- Classification: Division I
- Season: 2018–19
- Teams: 10
- Site: Campus sites
- Champions: Bucknell (4th title)
- Winning coach: Aaron Russell (2nd title)
- MVP: Kaitlyn Slagus (Bucknell)
- Television: PLN, CBSSN

= 2019 Patriot League women's basketball tournament =

The 2019 Patriot League women's basketball tournament was held from March 9, 11, 14 and 17 at campus sites of the higher seed, except that both semi-final games were played at the same site of the highest seed. The winner earned an automatic trip to the NCAA women's tournament. Bucknell won the conference tournament championship game over American, 66–54. Kaitlyn Slagus was named the tournament's Most Valuable Player.

==Seeds==
Teams are seeded by conference record, with ties broken in the following order:
- Head-to-head record between the teams involved in the tie
- Record against the highest-seeded team not involved in the tie, going down through the seedings as necessary
- Higher RPI entering the tournament, as published by College Basketball News

American, Bucknell, Holy Cross, BU, and Lehigh received first round byes.

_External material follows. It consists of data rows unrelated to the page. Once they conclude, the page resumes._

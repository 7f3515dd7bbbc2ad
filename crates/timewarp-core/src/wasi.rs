//! WASI value types exchanged between the guest and the host.
//!
//! Scalar flag and enum types are kept as plain aliases over their wire
//! width; only compound values get structs.

use crate::error::Errno;
use crate::id::Fd;

/// Nanoseconds, as used by clocks and file times.
pub type Timestamp = u64;
#[allow(missing_docs)]
pub type ClockId = u32;
#[allow(missing_docs)]
pub type Rights = u64;
#[allow(missing_docs)]
pub type FdFlags = u16;
#[allow(missing_docs)]
pub type FstFlags = u16;
#[allow(missing_docs)]
pub type LookupFlags = u32;
#[allow(missing_docs)]
pub type OpenFlags = u16;
#[allow(missing_docs)]
pub type Advice = u8;
#[allow(missing_docs)]
pub type Whence = u8;
#[allow(missing_docs)]
pub type FileSize = u64;
#[allow(missing_docs)]
pub type FileDelta = i64;
#[allow(missing_docs)]
pub type DirCookie = u64;
#[allow(missing_docs)]
pub type ExitCode = u32;
#[allow(missing_docs)]
pub type Signal = u8;
#[allow(missing_docs)]
pub type RiFlags = u16;
#[allow(missing_docs)]
pub type RoFlags = u16;
#[allow(missing_docs)]
pub type SiFlags = u16;
#[allow(missing_docs)]
pub type SdFlags = u8;
#[allow(missing_docs)]
pub type ProtocolFamily = u8;
#[allow(missing_docs)]
pub type SocketType = u8;
#[allow(missing_docs)]
pub type Protocol = u32;
#[allow(missing_docs)]
pub type SocketOption = u32;
#[allow(missing_docs)]
pub type FileType = u8;

/// Descriptor attributes returned by `fd_fdstat_get`.
#[derive(Clone, Copy, Debug, Default, PartialEq, Eq)]
#[allow(missing_docs)]
pub struct FdStat {
    pub file_type: FileType,
    pub flags: FdFlags,
    pub rights_base: Rights,
    pub rights_inheriting: Rights,
}

/// File attributes returned by `fd_filestat_get` and `path_filestat_get`.
#[derive(Clone, Copy, Debug, Default, PartialEq, Eq)]
#[allow(missing_docs)]
pub struct FileStat {
    pub device: u64,
    pub ino: u64,
    pub file_type: FileType,
    pub nlink: u64,
    pub size: FileSize,
    pub access_time: Timestamp,
    pub modify_time: Timestamp,
    pub change_time: Timestamp,
}

/// A preopened directory description.
#[derive(Clone, Copy, Debug, Default, PartialEq, Eq)]
pub struct PreStat {
    /// Length of the directory name, in bytes.
    pub dir_name_len: u32,
}

/// One entry of a `poll_oneoff` request.
#[derive(Clone, Copy, Debug, PartialEq, Eq)]
pub struct Subscription {
    /// Opaque value echoed back in the matching [`Event`].
    pub user_data: u64,
    /// What the subscription waits for.
    pub kind: SubscriptionKind,
}

/// The condition a [`Subscription`] waits for.
#[derive(Clone, Copy, Debug, PartialEq, Eq)]
#[allow(missing_docs)]
pub enum SubscriptionKind {
    Clock {
        id: ClockId,
        timeout: Timestamp,
        precision: Timestamp,
        flags: u16,
    },
    FdRead(Fd),
    FdWrite(Fd),
}

impl SubscriptionKind {
    /// The WASI event type code for this kind.
    pub fn event_type(&self) -> u8 {
        match self {
            Self::Clock { .. } => 0,
            Self::FdRead(_) => 1,
            Self::FdWrite(_) => 2,
        }
    }
}

/// One result of a `poll_oneoff` call.
#[derive(Clone, Copy, Debug, PartialEq, Eq)]
#[allow(missing_docs)]
pub struct Event {
    pub user_data: u64,
    pub errno: Errno,
    pub event_type: u8,
    pub nbytes: u64,
    pub flags: u16,
}

/// A socket endpoint.
#[derive(Clone, Debug, PartialEq, Eq, Hash)]
#[allow(missing_docs)]
pub enum SocketAddress {
    Inet { addr: [u8; 4], port: u16 },
    Inet6 { addr: [u8; 16], port: u16 },
    Unix { path: String },
}

impl Default for SocketAddress {
    fn default() -> Self {
        Self::Inet {
            addr: [0; 4],
            port: 0,
        }
    }
}
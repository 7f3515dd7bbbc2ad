//! Guest output extraction from a recording.
//!
//! [`StdioReader`] turns the successful `FDWrite` calls of a recording
//! back into the byte stream the guest wrote, which is what a `logs`
//! command prints.

use std::io::{self, Read};

use timewarp_core::{Fd, Syscall};
use timewarp_log::{Record, RecordSource};

use crate::call::{decode_outcome, decode_params, split_call};

/// Reads what the guest wrote to its output descriptors.
///
/// Records before the start offset, failed writes, and writes to other
/// descriptors are skipped. Only the bytes the write reported as written
/// are yielded.
///
/// # Examples
///
/// ```
/// use std::io::Read;
///
/// use timewarp_core::{Fd, Syscall};
/// use timewarp_log::Record;
/// use timewarp_wasicall::call::encode_call;
/// use timewarp_wasicall::StdioReader;
///
/// let mut payload = Vec::new();
/// encode_call(&mut payload, &(Fd(1), b"hello\n".as_slice()), Ok(&6usize));
/// let records = vec![Record::new(0, Syscall::FdWrite.id(), payload)];
///
/// let mut out = String::new();
/// StdioReader::new(records.into_iter()).read_to_string(&mut out).unwrap();
/// assert_eq!(out, "hello\n");
/// ```
pub struct StdioReader<R> {
    records: R,
    fds: Vec<Fd>,
    start: i64,
    line_limit: Option<usize>,
    lines: usize,
    chunk: Vec<u8>,
    cursor: usize,
    done: bool,
}

impl<R: RecordSource> StdioReader<R> {
    /// Read standard output and standard error from `records`.
    pub fn new(records: R) -> Self {
        Self {
            records,
            fds: vec![Fd::STDOUT, Fd::STDERR],
            start: 0,
            line_limit: None,
            lines: 0,
            chunk: Vec::new(),
            cursor: 0,
            done: false,
        }
    }

    /// Replace the descriptors whose writes are extracted.
    pub fn with_fds(mut self, fds: impl IntoIterator<Item = Fd>) -> Self {
        self.fds = fds.into_iter().collect();
        self
    }

    /// Skip records with a timestamp before `start` nanoseconds.
    pub fn with_start(mut self, start: i64) -> Self {
        self.start = start;
        self
    }

    /// Stop after `lines` newline characters.
    pub fn with_line_limit(mut self, lines: usize) -> Self {
        self.line_limit = Some(lines);
        self
    }

    /// Bytes of the next matching write, or `None` at the end.
    fn output(&self, record: &Record) -> io::Result<Option<Vec<u8>>> {
        if record.timestamp < self.start || record.syscall() != Some(Syscall::FdWrite) {
            return Ok(None);
        }
        let (fd, mut data): (Fd, Vec<u8>) =
            decode_params(&record.function_call).map_err(invalid_data)?;
        if !self.fds.contains(&fd) {
            return Ok(None);
        }
        let (_, outcome) = split_call(&record.function_call).map_err(invalid_data)?;
        match decode_outcome::<usize>(outcome).map_err(invalid_data)? {
            Ok(written) => {
                data.truncate(written);
                Ok(Some(data))
            }
            Err(_) => Ok(None),
        }
    }

    fn fill(&mut self) -> io::Result<()> {
        while self.cursor == self.chunk.len() && !self.done {
            let Some(record) = self.records.next_record().map_err(io::Error::other)? else {
                self.done = true;
                break;
            };
            if let Some(data) = self.output(&record)? {
                self.chunk = data;
                self.cursor = 0;
            }
        }
        Ok(())
    }
}

fn invalid_data(err: crate::call::DecodeError) -> io::Error {
    io::Error::new(io::ErrorKind::InvalidData, err)
}

impl<R: RecordSource> Read for StdioReader<R> {
    fn read(&mut self, buf: &mut [u8]) -> io::Result<usize> {
        if buf.is_empty() {
            return Ok(0);
        }
        if let Some(limit) = self.line_limit {
            if self.lines >= limit {
                return Ok(0);
            }
        }
        self.fill()?;
        let available = &self.chunk[self.cursor..];
        let mut n = available.len().min(buf.len());
        if let Some(limit) = self.line_limit {
            for (i, &b) in available[..n].iter().enumerate() {
                if b == b'\n' {
                    self.lines += 1;
                    if self.lines == limit {
                        n = i + 1;
                        break;
                    }
                }
            }
        }
        buf[..n].copy_from_slice(&available[..n]);
        self.cursor += n;
        Ok(n)
    }
}

#[cfg(test)]
mod tests {
    use super::*;
    use crate::call::encode_call;
    use timewarp_core::Errno;

    fn write(timestamp: i64, fd: u32, data: &[u8], outcome: Result<usize, Errno>) -> Record {
        let mut call = Vec::new();
        encode_call(&mut call, &(Fd(fd), data), outcome.as_ref().map_err(|e| *e));
        Record::new(timestamp, Syscall::FdWrite.id(), call)
    }

    fn read_all(reader: StdioReader<std::vec::IntoIter<Record>>) -> String {
        let mut out = String::new();
        let mut reader = reader;
        reader.read_to_string(&mut out).unwrap();
        out
    }

    #[test]
    fn interleaves_stdout_and_stderr_in_order() {
        let records = vec![
            write(0, 1, b"out ", Ok(4)),
            write(1, 2, b"err ", Ok(4)),
            write(2, 3, b"file ", Ok(5)),
            write(3, 1, b"done", Ok(4)),
        ];
        assert_eq!(read_all(StdioReader::new(records.into_iter())), "out err done");
    }

    #[test]
    fn partial_and_failed_writes() {
        let records = vec![
            write(0, 1, b"abcdef", Ok(3)),
            write(1, 1, b"lost", Err(Errno::PIPE)),
        ];
        assert_eq!(read_all(StdioReader::new(records.into_iter())), "abc");
    }

    #[test]
    fn skips_other_calls_and_early_records() {
        let mut call = Vec::new();
        encode_call(&mut call, &Fd(1), Ok(&()));
        let records = vec![
            write(0, 1, b"early ", Ok(6)),
            Record::new(5, Syscall::FdClose.id(), call),
            write(10, 1, b"late", Ok(4)),
        ];
        let reader = StdioReader::new(records.into_iter()).with_start(10);
        assert_eq!(read_all(reader), "late");
    }

    #[test]
    fn selected_descriptors_only() {
        let records = vec![write(0, 1, b"out", Ok(3)), write(1, 2, b"err", Ok(3))];
        let reader = StdioReader::new(records.into_iter()).with_fds([Fd::STDERR]);
        assert_eq!(read_all(reader), "err");
    }

    #[test]
    fn line_limit_stops_after_newline() {
        let records = vec![
            write(0, 1, b"one\ntwo\nthr", Ok(11)),
            write(1, 1, b"ee\nfour\n", Ok(8)),
        ];
        let reader = StdioReader::new(records.clone().into_iter()).with_line_limit(2);
        assert_eq!(read_all(reader), "one\ntwo\n");

        let reader = StdioReader::new(records.into_iter()).with_line_limit(3);
        assert_eq!(read_all(reader), "one\ntwo\nthree\n");
    }

    #[test]
    fn small_reads_see_every_byte() {
        let records = vec![write(0, 1, b"hello", Ok(5)), write(1, 2, b"!", Ok(1))];
        let mut reader = StdioReader::new(records.into_iter());
        let mut out = Vec::new();
        let mut buf = [0u8; 2];
        loop {
            let n = reader.read(&mut buf).unwrap();
            if n == 0 {
                break;
            }
            out.extend_from_slice(&buf[..n]);
        }
        assert_eq!(out, b"hello!");
    }

    #[test]
    fn malformed_payload_is_invalid_data() {
        let records = vec![Record::new(0, Syscall::FdWrite.id(), vec![1, 2])];
        let mut out = Vec::new();
        let err = StdioReader::new(records.into_iter())
            .read_to_end(&mut out)
            .unwrap_err();
        assert_eq!(err.kind(), io::ErrorKind::InvalidData);
    }
}
//! Fatal conditions raised by the recorder and the replay engine.
//!
//! Both surface to the guest as [`SyscallError::Fatal`] wrapping one of
//! these types; callers that need the detail use
//! [`SyscallError::fatal_cause`].
//!
//! [`SyscallError::Fatal`]: timewarp_core::SyscallError::Fatal
//! [`SyscallError::fatal_cause`]: timewarp_core::SyscallError::fatal_cause

use timewarp_core::Syscall;
use timewarp_log::LogError;

use crate::call::DecodeError;

/// A call could not be persisted. The rest of the run is not reproducible.
#[derive(Debug, thiserror::Error)]
#[error("failed to record {syscall}")]
pub struct RecordError {
    /// The call being recorded.
    pub syscall: Syscall,
    /// Why the log write failed.
    #[source]
    pub source: LogError,
}

/// Replay cannot continue deterministically.
///
/// `record` is the zero-based position of the offending record in the
/// replayed stream, or the number of records consumed when the stream had
/// already ended.
#[derive(Debug, thiserror::Error)]
pub enum ReplayError {
    /// The guest called a different function than the one recorded.
    #[error("replay diverged at record {record}: recorded {recorded}, guest called {requested}")]
    Divergence {
        /// Position of the record.
        record: u64,
        /// Function found in the log.
        recorded: Syscall,
        /// Function the guest called.
        requested: Syscall,
    },

    /// The guest called the recorded function with different arguments.
    #[error("replay diverged at record {record}: {syscall} called with different parameters")]
    ParamsMismatch {
        /// Position of the record.
        record: u64,
        /// The call.
        syscall: Syscall,
    },

    /// The log ended and no fallback system is configured.
    #[error("unexpected {syscall} after the end of the recording ({records} records replayed)")]
    UnexpectedCallAfterEof {
        /// The call made past the end.
        syscall: Syscall,
        /// Records replayed before the end.
        records: u64,
    },

    /// The log holds a function id this build does not know.
    #[error("record {record} has unknown function id {function_id}")]
    UnknownFunction {
        /// Position of the record.
        record: u64,
        /// The unknown id.
        function_id: u32,
    },

    /// A recorded call payload could not be decoded.
    #[error("record {record} ({syscall}) has a malformed call payload")]
    Decode {
        /// Position of the record.
        record: u64,
        /// The call.
        syscall: Syscall,
        /// Decoding failure.
        #[source]
        source: DecodeError,
    },

    /// The log could not be read.
    #[error("failed to read record {record}")]
    Log {
        /// Position of the record.
        record: u64,
        /// Underlying log error.
        #[source]
        source: LogError,
    },

    /// An earlier call already failed fatally; the session is over.
    #[error("replay already failed at record {record}: {reason}")]
    Failed {
        /// Position of the record that failed.
        record: u64,
        /// The original failure.
        reason: String,
    },
}

impl ReplayError {
    /// Whether this is a divergence between the recorded and the live
    /// call sequence, as opposed to a damaged recording.
    pub fn is_divergence(&self) -> bool {
        matches!(
            self,
            Self::Divergence { .. } | Self::ParamsMismatch { .. } | Self::UnexpectedCallAfterEof { .. }
        )
    }
}
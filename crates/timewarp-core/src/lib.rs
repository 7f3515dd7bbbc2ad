//! Core types and traits for the Timewarp recording engine.
//!
//! This is the leaf crate with zero internal dependencies. It defines
//! the abstractions shared by the log format and the call interceptors:
//! process and segment identifiers, the stable [`Syscall`] enumeration,
//! WASI value types, and the [`System`] call-handling interface.

#![deny(missing_docs)]
#![deny(rustdoc::broken_intra_doc_links)]
#![forbid(unsafe_code)]

pub mod error;
pub mod id;
pub mod syscall;
pub mod system;
pub mod wasi;

pub use error::{Errno, SyscallError, SyscallResult};
pub use id::{Fd, ProcessId, SegmentId};
pub use syscall::Syscall;
pub use system::System;
pub use wasi::{Event, FdStat, FileStat, PreStat, SocketAddress, Subscription, SubscriptionKind};
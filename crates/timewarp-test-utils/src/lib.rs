//! Test utilities and mock systems for Timewarp development.
//!
//! Provides a deterministic in-memory [`MockSystem`] implementing the
//! full call surface, plus record fixtures and failing I/O sinks for
//! exercising error paths.

#![forbid(unsafe_code)]
#![allow(missing_docs)]
#![deny(rustdoc::broken_intra_doc_links)]

pub mod fixtures;
pub mod system;

pub use fixtures::{records, segment, FailingWriter};
pub use system::{MockSystem, CLOCK_STEP, ROOT_FD};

| Seed | School | Conference | Overall | Tiebreaker |
|---|---|---|---|---|
| 1 | Bucknell | 16–2 | 25–4 | 2–0 vs American |
| 2 | American | 16–2 | 20–9 | 0–2 vs Bucknell |
| 3 | Lehigh | 12–6 | 20–9 |  |
| 4 | Boston University | 11–7 | 15–13 |  |
| 5 | Holy Cross | 9–9 | 17–12 |  |
| 6 | Colgate | 8–10 | 12–16 |  |
| 7 | Army | 6–12 | 11–18 |  |
| 8 | Loyola (MD) | 5–13 | 6–23 | 2–0 vs. Lafayette |
| 9 | Navy | 5–13 | 10–18 | 1–1 vs. Lafayette |
| 10 | Lafayette | 2–16 | 7–22 |  |

==Schedule==

Game: Time*; Matchup; Television; Attendance
First round – Saturday, March 9
1: 1:00 pm; #10 Lafayette at #7 Army; PLN; 197
2: 2:00 pm; #9 Navy at #8 Loyola (MD); 242
Quarterfinals – Monday, March 11
3: 6:00 pm; #10 Lafayette at #1 Bucknell; PLN; 846
4: 7:00 pm; #8 Loyola (MD) at #2 American; 303
5: 6:00 pm; #6 Colgate at #3 Lehigh; 535
6: 7:00 pm; #5 Holy Cross at #4 Boston University; 490
Semifinals – Thursday, March 14
7: 6:00 pm; #5 Holy Cross at #1 Bucknell; PLN; 855
8: 7:00 pm; #3 Lehigh at #2 American; 393
Championship – Sunday, March 17
9: 12:00 pm; #2 American at #1 Bucknell; CBSSN; 1672
*Game times in ET. #-Rankings denote tournament seeding. All games hosted by higher-seeded team.